- Supplied material -
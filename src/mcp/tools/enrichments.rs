//! Enrichment Tools
//!
//! Enrichments extract additional data for every item of a webset.

use serde::Deserialize;
use serde_json::{json, Value};

use super::common::{
    check_options, format_schema, id_schema, metadata_schema, object_schema, options_schema, Body,
    EnrichmentFormat, EnrichmentOption, EnrichmentSpec,
};
use crate::mcp::executor::{upstream_tool, Operation, ToolArgs};
use crate::mcp::registry::McpRegistry;
use crate::mcp::validation::{
    check_any_field, check_metadata, check_not_blank, Metadata, ValidationError,
};
use crate::websets::endpoints;

const CREATE_ENRICHMENT_HELP: &str = "Common issues:\n\
- description is required and describes the data to extract\n\
- format must be one of text, date, number, options, email, phone, url\n\
- options must be array of objects: [{\"label\": \"option\"}] and is only allowed with format \"options\"\n\n\
Example:\n\
{\n\
  \"websetId\": \"webset_123\",\n\
  \"description\": \"Company stage\",\n\
  \"format\": \"options\",\n\
  \"options\": [{\"label\": \"Seed\"}, {\"label\": \"Series A\"}]\n\
}";

static CREATE_ENRICHMENT: Operation = Operation {
    tool: "create_enrichment",
    endpoint: endpoints::CREATE_ENRICHMENT,
    bad_request_help: Some(CREATE_ENRICHMENT_HELP),
};

static GET_ENRICHMENT: Operation = Operation {
    tool: "get_enrichment",
    endpoint: endpoints::GET_ENRICHMENT,
    bad_request_help: None,
};

static UPDATE_ENRICHMENT: Operation = Operation {
    tool: "update_enrichment",
    endpoint: endpoints::UPDATE_ENRICHMENT,
    bad_request_help: None,
};

static DELETE_ENRICHMENT: Operation = Operation {
    tool: "delete_enrichment",
    endpoint: endpoints::DELETE_ENRICHMENT,
    bad_request_help: None,
};

static CANCEL_ENRICHMENT: Operation = Operation {
    tool: "cancel_enrichment",
    endpoint: endpoints::CANCEL_ENRICHMENT,
    bad_request_help: None,
};

/// Register enrichment tools with the registry
pub fn register_tools(registry: &mut McpRegistry) {
    registry.register_tool(upstream_tool::<CreateEnrichmentArgs>(
        &CREATE_ENRICHMENT,
        "Add an enrichment to a webset. The description says what to extract for each item \
         (e.g., 'Annual revenue in USD'). With format 'options', pass the allowed values as \
         [{\"label\": \"...\"}].",
        object_schema(
            vec![
                ("websetId", id_schema("The ID or externalId of the webset")),
                (
                    "description",
                    json!({ "type": "string", "description": "What data to extract for each item" }),
                ),
                ("format", format_schema()),
                ("options", options_schema()),
                ("metadata", metadata_schema()),
            ],
            &["websetId", "description"],
        ),
    ));

    registry.register_tool(upstream_tool::<EnrichmentRefArgs>(
        &GET_ENRICHMENT,
        "Get the definition and status of an enrichment.",
        enrichment_ref_schema(),
    ));

    registry.register_tool(upstream_tool::<UpdateEnrichmentArgs>(
        &UPDATE_ENRICHMENT,
        "Update an enrichment's description, format, options or metadata.",
        object_schema(
            vec![
                ("websetId", id_schema("The ID or externalId of the webset")),
                ("enrichmentId", id_schema("The ID of the enrichment")),
                (
                    "description",
                    json!({ "type": "string", "description": "New description of the data to extract" }),
                ),
                ("format", format_schema()),
                ("options", options_schema()),
                ("metadata", metadata_schema()),
            ],
            &["websetId", "enrichmentId"],
        ),
    ));

    registry.register_tool(upstream_tool::<EnrichmentRefArgs>(
        &DELETE_ENRICHMENT,
        "Delete an enrichment and the values it extracted.",
        enrichment_ref_schema(),
    ));

    registry.register_tool(upstream_tool::<EnrichmentRefArgs>(
        &CANCEL_ENRICHMENT,
        "Cancel a running enrichment.",
        enrichment_ref_schema(),
    ));
}

fn enrichment_ref_schema() -> Value {
    object_schema(
        vec![
            ("websetId", id_schema("The ID or externalId of the webset")),
            ("enrichmentId", id_schema("The ID of the enrichment")),
        ],
        &["websetId", "enrichmentId"],
    )
}

#[derive(Debug, Deserialize)]
#[serde(rename_all = "camelCase")]
struct CreateEnrichmentArgs {
    webset_id: String,
    #[serde(flatten)]
    spec: EnrichmentSpec,
}

impl ToolArgs for CreateEnrichmentArgs {
    fn path_params(&self) -> Vec<(&'static str, &str)> {
        vec![("websetId", self.webset_id.as_str())]
    }

    fn validate(&self) -> Result<(), ValidationError> {
        self.spec.validate()
    }

    fn body(&self) -> Option<Value> {
        Some(json!(self.spec))
    }
}

#[derive(Debug, Deserialize)]
#[serde(rename_all = "camelCase")]
struct EnrichmentRefArgs {
    webset_id: String,
    enrichment_id: String,
}

impl ToolArgs for EnrichmentRefArgs {
    fn path_params(&self) -> Vec<(&'static str, &str)> {
        vec![
            ("websetId", self.webset_id.as_str()),
            ("enrichmentId", self.enrichment_id.as_str()),
        ]
    }
}

#[derive(Debug, Deserialize)]
#[serde(rename_all = "camelCase")]
struct UpdateEnrichmentArgs {
    webset_id: String,
    enrichment_id: String,
    #[serde(default)]
    description: Option<String>,
    #[serde(default)]
    format: Option<EnrichmentFormat>,
    #[serde(default)]
    options: Option<Vec<EnrichmentOption>>,
    #[serde(default)]
    metadata: Option<Metadata>,
}

impl ToolArgs for UpdateEnrichmentArgs {
    fn path_params(&self) -> Vec<(&'static str, &str)> {
        vec![
            ("websetId", self.webset_id.as_str()),
            ("enrichmentId", self.enrichment_id.as_str()),
        ]
    }

    fn validate(&self) -> Result<(), ValidationError> {
        check_any_field(
            &[
                self.description.is_some(),
                self.format.is_some(),
                self.options.is_some(),
                self.metadata.is_some(),
            ],
            "description, format, options, metadata",
        )?;
        if let Some(description) = &self.description {
            check_not_blank("description", description)?;
        }
        check_options(self.format, self.options.as_deref(), false)?;
        check_metadata(self.metadata.as_ref())
    }

    fn body(&self) -> Option<Value> {
        Some(
            Body::new()
                .optional("description", self.description.as_ref())
                .optional("format", self.format)
                .optional("options", self.options.as_ref())
                .optional("metadata", self.metadata.as_ref())
                .build(),
        )
    }
}
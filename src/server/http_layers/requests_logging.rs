//! Request logging middleware

use super::super::state::ServerState;
use crate::server::metrics::record_http_request;
use axum::extract::State;
use axum::{
    body::Body,
    http::{header::HeaderMap, Request, Response, StatusCode},
    middleware::Next,
    response::IntoResponse,
};
use std::time::Instant;
use tracing::{error, info};

#[derive(PartialEq, PartialOrd, Clone, Debug, Default, clap::ValueEnum)]
pub enum RequestsLoggingLevel {
    None,
    #[default]
    Path,
    Headers,
    Body,
}

impl std::fmt::Display for RequestsLoggingLevel {
    fn fmt(&self, f: &mut std::fmt::Formatter<'_>) -> std::fmt::Result {
        write!(f, "{:?}", self)
    }
}

const MAX_LOGGABLE_BODY_LENGTH: usize = 1024;

enum ContentLengthParseResult {
    Ok(usize),
    No(&'static str),
}

fn parse_content_length(headers: &HeaderMap) -> ContentLengthParseResult {
    let value = match headers.get("content-length") {
        Some(x) => x,
        None => return ContentLengthParseResult::No("Content-length not set."),
    };

    let str_value = match value.to_str() {
        Ok(x) => x,
        Err(_) => {
            return ContentLengthParseResult::No("Could not get Content-length string value.")
        }
    };

    match str_value.parse::<usize>() {
        Ok(x) => ContentLengthParseResult::Ok(x),
        Err(_) => ContentLengthParseResult::No("Could not parse Content-length numeric value."),
    }
}

/// Metric label for a request path. Unknown paths collapse into one label.
fn path_label(path: &str) -> &'static str {
    match path {
        "/message" => "/message",
        "/health" => "/health",
        _ => "other",
    }
}

fn log_headers(title: &str, headers: &HeaderMap) {
    info!("  {}:", title);
    for (name, value) in headers.iter() {
        info!("    {:?}: {:?}", name, value);
    }
}

async fn buffer_body(title: &str, body: Body, size: usize) -> Result<Body, ()> {
    match axum::body::to_bytes(body, size).await {
        Ok(bytes) => {
            info!("  {}:\n{}", title, String::from_utf8_lossy(&bytes));
            Ok(Body::from(bytes))
        }
        Err(err) => {
            error!("Failed to read {}: {:?}", title.to_lowercase(), err);
            Err(())
        }
    }
}

pub async fn log_requests(
    State(state): State<ServerState>,
    mut request: Request<Body>,
    next: Next,
) -> impl IntoResponse {
    let level = state.config.requests_logging_level.clone();

    let start = Instant::now();

    let method = request.method().to_string();
    let uri = request.uri().to_string();
    let path = request.uri().path().to_string();

    if level > RequestsLoggingLevel::None {
        info!(">>> {} {}", method, uri);
    }

    if level >= RequestsLoggingLevel::Headers {
        log_headers("Req Headers", request.headers());
    }

    if level >= RequestsLoggingLevel::Body {
        match parse_content_length(request.headers()) {
            ContentLengthParseResult::No(reason) => info!("  Req Body: {}", reason),
            ContentLengthParseResult::Ok(size) => {
                if size < MAX_LOGGABLE_BODY_LENGTH {
                    let (parts, body) = request.into_parts();
                    let Ok(body) = buffer_body("Req Body", body, size).await else {
                        return StatusCode::INTERNAL_SERVER_ERROR.into_response();
                    };
                    request = Request::from_parts(parts, body)
                } else {
                    info!(
                        "  Req Body: Too big to log ({:#})",
                        byte_unit::Byte::from(size)
                    );
                }
            }
        }
    }

    let mut response: Response<Body> = next.run(request).await;

    if level >= RequestsLoggingLevel::Headers {
        log_headers("Resp Headers", response.headers());
    }

    if level >= RequestsLoggingLevel::Body {
        match parse_content_length(response.headers()) {
            ContentLengthParseResult::No(reason) => info!("  Resp Body: {}", reason),
            ContentLengthParseResult::Ok(size) => {
                if size < MAX_LOGGABLE_BODY_LENGTH {
                    let (parts, body) = response.into_parts();
                    let Ok(body) = buffer_body("Resp Body", body, size).await else {
                        return StatusCode::INTERNAL_SERVER_ERROR.into_response();
                    };
                    response = Response::from_parts(parts, body)
                } else {
                    info!(
                        "  Resp Body: Too big to log ({:#})",
                        byte_unit::Byte::from(size)
                    );
                }
            }
        }
    }

    let status = response.status().as_u16();
    let duration: std::time::Duration = start.elapsed();

    if level > RequestsLoggingLevel::None {
        info!("<<< {} ({}ms)", status, duration.as_millis());
    }

    record_http_request(&method, path_label(&path), status, duration);

    response
}

#[cfg(test)]
mod tests {
    use super::*;

    #[test]
    fn level_ordering() {
        let none = RequestsLoggingLevel::None;

        assert!(none < RequestsLoggingLevel::Headers);
        assert!(RequestsLoggingLevel::Body > RequestsLoggingLevel::None);
        assert_eq!(RequestsLoggingLevel::default(), RequestsLoggingLevel::Path);
    }

    #[test]
    fn content_length_parsing() {
        let mut headers = HeaderMap::new();
        assert!(matches!(
            parse_content_length(&headers),
            ContentLengthParseResult::No(_)
        ));

        headers.insert("content-length", "42".parse().unwrap());
        assert!(matches!(
            parse_content_length(&headers),
            ContentLengthParseResult::Ok(42)
        ));

        headers.insert("content-length", "lots".parse().unwrap());
        assert!(matches!(
            parse_content_length(&headers),
            ContentLengthParseResult::No(_)
        ));
    }

    #[test]
    fn unknown_paths_share_a_label() {
        assert_eq!(path_label("/message"), "/message");
        assert_eq!(path_label("/health"), "/health");
        assert_eq!(path_label("/v0/websets/ws_1"), "other");
    }
}
//! In-memory [`WebsetsApi`] used by unit tests.

use async_trait::async_trait;
use serde_json::{json, Value};
use std::sync::Mutex;

use super::{ApiError, ApiRequest, WebsetsApi};

type Responder = Box<dyn Fn(&ApiRequest) -> Result<Value, ApiError> + Send + Sync>;

/// Records every request and answers with a configurable responder.
pub(crate) struct RecordingApi {
    requests: Mutex<Vec<ApiRequest>>,
    responder: Responder,
}

impl RecordingApi {
    /// Answers every call with `{"path": "<rendered path>"}`.
    pub fn ok() -> Self {
        Self::with(|request| Ok(json!({ "path": request.path })))
    }

    pub fn failing(status: u16, message: &str, details: Option<&str>) -> Self {
        let message = message.to_string();
        let details = details.map(str::to_string);
        Self::with(move |_| {
            Err(ApiError::Upstream {
                status,
                message: message.clone(),
                details: details.clone(),
            })
        })
    }

    pub fn with(
        responder: impl Fn(&ApiRequest) -> Result<Value, ApiError> + Send + Sync + 'static,
    ) -> Self {
        Self {
            requests: Mutex::new(Vec::new()),
            responder: Box::new(responder),
        }
    }

    pub fn requests(&self) -> Vec<ApiRequest> {
        self.requests.lock().unwrap().clone()
    }

    pub fn call_count(&self) -> usize {
        self.requests.lock().unwrap().len()
    }
}

#[async_trait]
impl WebsetsApi for RecordingApi {
    async fn send(&self, request: ApiRequest) -> Result<Value, ApiError> {
        let result = (self.responder)(&request);
        self.requests.lock().unwrap().push(request);
        result
    }
}
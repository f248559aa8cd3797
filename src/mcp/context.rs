//! MCP Tool Execution Context
//!
//! Provides access to the upstream API for tool implementations.

use std::sync::Arc;

use crate::websets::WebsetsApi;

/// Context provided to tool handlers during execution
#[derive(Clone)]
pub struct ToolContext {
    /// Client for the Websets API
    pub api: Arc<dyn WebsetsApi>,

    /// Session the call arrived on
    pub session_id: String,

    /// Identifier generated per tool call, used to correlate log lines
    pub request_id: String,
}

impl ToolContext {
    pub fn new(api: Arc<dyn WebsetsApi>, session_id: impl Into<String>, tool: &str) -> Self {
        let suffix = uuid::Uuid::new_v4().simple().to_string();
        Self {
            api,
            session_id: session_id.into(),
            request_id: format!("{}-{}", tool, &suffix[..12]),
        }
    }
}
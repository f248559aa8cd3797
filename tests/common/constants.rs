//! Shared constants for end-to-end tests
//!
//! When test data or timeouts change, update only this file.

// ============================================================================
// Upstream
// ============================================================================

/// API key configured on test servers
pub const TEST_API_KEY: &str = "test-exa-key";

/// Path prefix of the fake Websets API, mirroring the real base URL
pub const UPSTREAM_PREFIX: &str = "/websets";

/// A base URL nothing listens on
pub const UNREACHABLE_BASE_URL: &str = "http://127.0.0.1:1/websets";

// ============================================================================
// MCP
// ============================================================================

pub const MCP_PATH: &str = "/message";

pub const PROTOCOL_VERSION: &str = "2025-06-18";

// ============================================================================
// Test Timeouts and Configuration
// ============================================================================

/// Maximum time to wait for server to become ready (milliseconds)
pub const SERVER_READY_TIMEOUT_MS: u64 = 5000;

/// Timeout for individual HTTP requests (seconds)
pub const REQUEST_TIMEOUT_SECS: u64 = 10;

/// Polling interval when waiting for server ready (milliseconds)
pub const SERVER_READY_POLL_INTERVAL_MS: u64 = 50;

/// Upstream timeout configured on test servers (seconds)
pub const UPSTREAM_TIMEOUT_SECS: u64 = 5;

/// Session header name, matching the server's
pub const SESSION_HEADER: &str = "mcp-session-id";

- What you need to do -
Respond with one number only: how many lines of the data contain "reason".

- Response to the exercise -
2